Bientôt son amour pour la liberté et un goût très vif pour les lettres l’empêchèrent de remplir ses devoirs de pasteur. Alors il se démit de son bénéfice, pour se consacrer exclusivement aux lettres, ne voulant pas en toucher les revenus, sans le desservir.
Son début dans la carrière des lettres est modeste. Alors qu’il était de coutume de se signaler dans le Parnasse par une tragédie et souvent même par un poème épique, Desfontaines, par une sage défiance du peu de solidité qui caractérise les débuts ambitieux, rédigea une simple ode sur le mauvais usage qu’on fait de sa vie.
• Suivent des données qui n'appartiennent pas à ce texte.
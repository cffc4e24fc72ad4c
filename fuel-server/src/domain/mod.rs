//! Domain types for the fuel stop planner.
//!
//! This module contains the core value types shared by the station catalog,
//! the enrichment pipeline and the route planner. Types that carry external
//! input validate it at construction time, so code that receives them can
//! trust their invariants.

mod coord;
mod route;
mod station;
mod stop;

pub use coord::{Coordinate, InvalidCoordinate, METERS_PER_MILE};
pub use route::{InvalidRoute, RawRoute, RoutePoint};
pub use station::{GasStation, GeocodeState, InvalidStationId, StationId, full_address};
pub use stop::{CandidateStop, PlannedStop};
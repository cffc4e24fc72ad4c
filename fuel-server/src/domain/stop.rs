//! Request-scoped fuel stop types.

use serde::Serialize;

use super::{Coordinate, StationId};

/// A priced, located station that lies close enough to a route to be used
/// as a fuel stop.
#[derive(Debug, Clone, PartialEq, Serialize)]
pub struct CandidateStop {
    pub station_id: StationId,
    pub name: String,
    pub location: Coordinate,
    /// USD per gallon.
    pub price: f64,
    /// Cumulative route distance of the nearest polyline vertex, in miles.
    pub distance_from_start: f64,
    /// Distance between the station and that vertex, in miles.
    pub offset_miles: f64,
}

/// A candidate stop chosen by the optimizer, with its purchase.
#[derive(Debug, Clone, PartialEq, Serialize)]
pub struct PlannedStop {
    #[serde(flatten)]
    pub stop: CandidateStop,
    /// Miles driven since the previous fill (or the start) on arrival.
    pub distance_since_last_fill: f64,
    /// Gallons bought here: the fuel consumed until the next fill or the
    /// destination.
    pub gallons: f64,
    /// `gallons * price`, in USD.
    pub cost: f64,
}
//! Request pacing for the geocoding service.

use std::time::Duration;

use tokio::sync::Mutex;
use tokio::time::Instant;

/// Enforces a minimum gap between consecutive requests.
///
/// Callers queue on the internal lock, so requests are issued one at a time
/// even when several tasks share the limiter.
#[derive(Debug)]
pub struct RateLimiter {
    min_interval: Duration,
    last_request: Mutex<Option<Instant>>,
}

impl RateLimiter {
    pub fn new(min_interval: Duration) -> Self {
        Self {
            min_interval,
            last_request: Mutex::new(None),
        }
    }

    /// Wait until a request may be issued, then record it as issued.
    pub async fn acquire(&self) {
        let mut last = self.last_request.lock().await;
        if let Some(previous) = *last {
            tokio::time::sleep_until(previous + self.min_interval).await;
        }
        *last = Some(Instant::now());
    }
}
En 1724, il devint collaborateur du Journal des “sçavans” [5] et s’efforça d’introduire de l’agrément dans le style de ses articles.
Il publia ensuite, avec divers collaborateurs des recueils périodiques de critique : Le Nouvelliste du Parnasse, Observations sur les écrits modernes. Ces périodiques, composés hâtivement, se signalaient surtout par la vivacité de leurs critiques et leur partialité.
Desfontaines attaqua notamment les œuvres dramatiques de Voltaire , qui l’avait pourtant aidé à le libérer lorsque l’abbé, accusé de sodomie, avait séjourné quelque temps en prison en 1724 et avait également usé de son influence pour l’aider à revenir à Paris dont il avait été un temps exilé.
Voltaire répliqua par un pamphlet cruel intitulé Le Préservatif, ou critique des Observations sur les écrits modernes en 1738.
Desfontaines répondit anonymement la même année par un libelle intitulé La Voltairomanie, qui compilait toutes les anecdotes scandaleuses qui couraient alors contre Voltaire. Ce dernier intenta une action en diffamation qu’il n’abandonna qu’après que Desfontaines eut désavoué l’ouvrage dans la Gazette d’Amsterdam [6] le 4 avril 1739.
La guerre continua pendant plusieurs années, si bien qu’aujourd’hui le souvenir de Desfontaines n’est plus entretenu que par les épigrammes de Voltaire, ainsi que par celles de Alexis Piron , pour une fois d’accord avec Voltaire, qui promit à l’abbé de lui apporter une épigramme tous les matins et tint parole pendant 50 jours.
Il a fait faire quelque progrès à l’art du critique. Il combattit avec succès des opinions dangereuses.